» WHAT YOU WILL DO
The lines from the top of the records below through the one containing "let log_dir = paths::logs_dir();" are to be transcribed exactly, and nothing else is to be added.

» Saved entries

[Start of Attachment]

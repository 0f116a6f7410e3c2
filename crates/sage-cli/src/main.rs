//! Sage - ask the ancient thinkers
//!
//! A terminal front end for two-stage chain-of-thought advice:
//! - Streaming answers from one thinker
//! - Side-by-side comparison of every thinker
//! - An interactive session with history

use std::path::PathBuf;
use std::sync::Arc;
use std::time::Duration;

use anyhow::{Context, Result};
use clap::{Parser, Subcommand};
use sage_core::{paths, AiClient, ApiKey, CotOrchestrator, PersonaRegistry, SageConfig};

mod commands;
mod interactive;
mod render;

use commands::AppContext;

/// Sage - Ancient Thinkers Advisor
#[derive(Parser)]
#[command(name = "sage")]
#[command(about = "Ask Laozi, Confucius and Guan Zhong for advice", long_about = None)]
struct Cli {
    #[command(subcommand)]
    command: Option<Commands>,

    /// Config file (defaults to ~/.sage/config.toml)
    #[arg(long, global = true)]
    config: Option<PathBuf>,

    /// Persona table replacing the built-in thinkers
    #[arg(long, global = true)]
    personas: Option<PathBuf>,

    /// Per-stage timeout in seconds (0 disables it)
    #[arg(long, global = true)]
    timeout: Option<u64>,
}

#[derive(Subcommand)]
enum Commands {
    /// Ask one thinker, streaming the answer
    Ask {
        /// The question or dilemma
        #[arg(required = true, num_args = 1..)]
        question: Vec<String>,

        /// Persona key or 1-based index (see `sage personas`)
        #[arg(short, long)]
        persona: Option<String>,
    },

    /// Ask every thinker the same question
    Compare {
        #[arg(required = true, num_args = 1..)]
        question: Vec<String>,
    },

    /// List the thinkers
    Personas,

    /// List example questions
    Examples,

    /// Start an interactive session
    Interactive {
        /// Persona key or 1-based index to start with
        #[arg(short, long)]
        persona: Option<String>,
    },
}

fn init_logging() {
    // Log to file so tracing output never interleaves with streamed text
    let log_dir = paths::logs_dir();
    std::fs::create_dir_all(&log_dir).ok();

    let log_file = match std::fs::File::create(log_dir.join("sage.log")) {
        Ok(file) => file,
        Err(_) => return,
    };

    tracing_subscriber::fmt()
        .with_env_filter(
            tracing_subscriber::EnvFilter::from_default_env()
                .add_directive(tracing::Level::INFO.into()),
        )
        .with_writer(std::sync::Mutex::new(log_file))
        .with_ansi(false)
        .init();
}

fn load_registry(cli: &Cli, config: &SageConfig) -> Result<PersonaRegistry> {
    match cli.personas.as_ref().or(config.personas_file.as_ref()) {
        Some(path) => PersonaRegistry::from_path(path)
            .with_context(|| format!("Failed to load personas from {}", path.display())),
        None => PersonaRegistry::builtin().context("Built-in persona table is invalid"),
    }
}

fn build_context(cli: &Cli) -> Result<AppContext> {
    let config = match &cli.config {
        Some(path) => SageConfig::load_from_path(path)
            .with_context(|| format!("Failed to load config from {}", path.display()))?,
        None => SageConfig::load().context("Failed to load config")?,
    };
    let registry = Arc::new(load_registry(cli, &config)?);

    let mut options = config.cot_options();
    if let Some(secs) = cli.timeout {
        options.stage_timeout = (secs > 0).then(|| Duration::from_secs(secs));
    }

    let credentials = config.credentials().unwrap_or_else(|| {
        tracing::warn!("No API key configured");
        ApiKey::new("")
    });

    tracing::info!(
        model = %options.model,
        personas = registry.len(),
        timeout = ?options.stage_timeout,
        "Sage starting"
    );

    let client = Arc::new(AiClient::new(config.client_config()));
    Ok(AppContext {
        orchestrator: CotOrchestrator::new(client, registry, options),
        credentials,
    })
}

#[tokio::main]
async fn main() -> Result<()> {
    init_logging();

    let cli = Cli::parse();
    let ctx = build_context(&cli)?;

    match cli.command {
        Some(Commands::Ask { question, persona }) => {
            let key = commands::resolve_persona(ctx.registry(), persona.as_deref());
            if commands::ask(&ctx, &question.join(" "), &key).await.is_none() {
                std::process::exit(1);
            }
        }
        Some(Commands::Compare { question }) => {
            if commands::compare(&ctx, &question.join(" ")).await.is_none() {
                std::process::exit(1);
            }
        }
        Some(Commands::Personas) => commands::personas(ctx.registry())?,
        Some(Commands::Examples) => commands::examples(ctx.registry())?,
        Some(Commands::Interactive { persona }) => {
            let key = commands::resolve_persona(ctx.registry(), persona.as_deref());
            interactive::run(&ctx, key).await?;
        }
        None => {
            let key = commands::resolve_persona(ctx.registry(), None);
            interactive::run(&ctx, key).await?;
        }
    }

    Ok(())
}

[End of Attachment]

» RESULT OF THIS TASK
repository 0f116a6f7410e3c2
filename crates/sage-cli/src/main.rs
//! Sage - ask the ancient thinkers
//!
//! A terminal front end for two-stage chain-of-thought advice:
//! - Streaming answers from one thinker
//! - Side-by-side comparison of every thinker
//! - An interactive session with history

use std::path::PathBuf;
use std::sync::Arc;
use std::time::Duration;

use anyhow::{Context, Result};
use clap::{Parser, Subcommand};
use sage_core::{paths, AiClient, ApiKey, CotOrchestrator, PersonaRegistry, SageConfig};

mod commands;
mod interactive;
mod render;

use commands::AppContext;

/// Sage - Ancient Thinkers Advisor
#[derive(Parser)]
#[command(name = "sage")]
#[command(about = "Ask Laozi, Confucius and Guan Zhong for advice", long_about = None)]
struct Cli {
    #[command(subcommand)]
    command: Option<Commands>,

    /// Config file (defaults to ~/.sage/config.toml)
    #[arg(long, global = true)]
    config: Option<PathBuf>,

    /// Persona table replacing the built-in thinkers
    #[arg(long, global = true)]
    personas: Option<PathBuf>,

    /// Per-stage timeout in seconds (0 disables it)
    #[arg(long, global = true)]
    timeout: Option<u64>,
}

#[derive(Subcommand)]
enum Commands {
    /// Ask one thinker, streaming the answer
    Ask {
        /// The question or dilemma
        #[arg(required = true, num_args = 1..)]
        question: Vec<String>,

        /// Persona key or 1-based index (see `sage personas`)
        #[arg(short, long)]
        persona: Option<String>,
    },

    /// Ask every thinker the same question
    Compare {
        #[arg(required = true, num_args = 1..)]
        question: Vec<String>,
    },

    /// List the thinkers
    Personas,

    /// List example questions
    Examples,

    /// Start an interactive session
    Interactive {
        /// Persona key or 1-based index to start with
        #[arg(short, long)]
        persona: Option<String>,
    },
}

fn init_logging() {
    // Log to file so tracing output never interleaves with streamed text
    let log_dir = paths::logs_dir();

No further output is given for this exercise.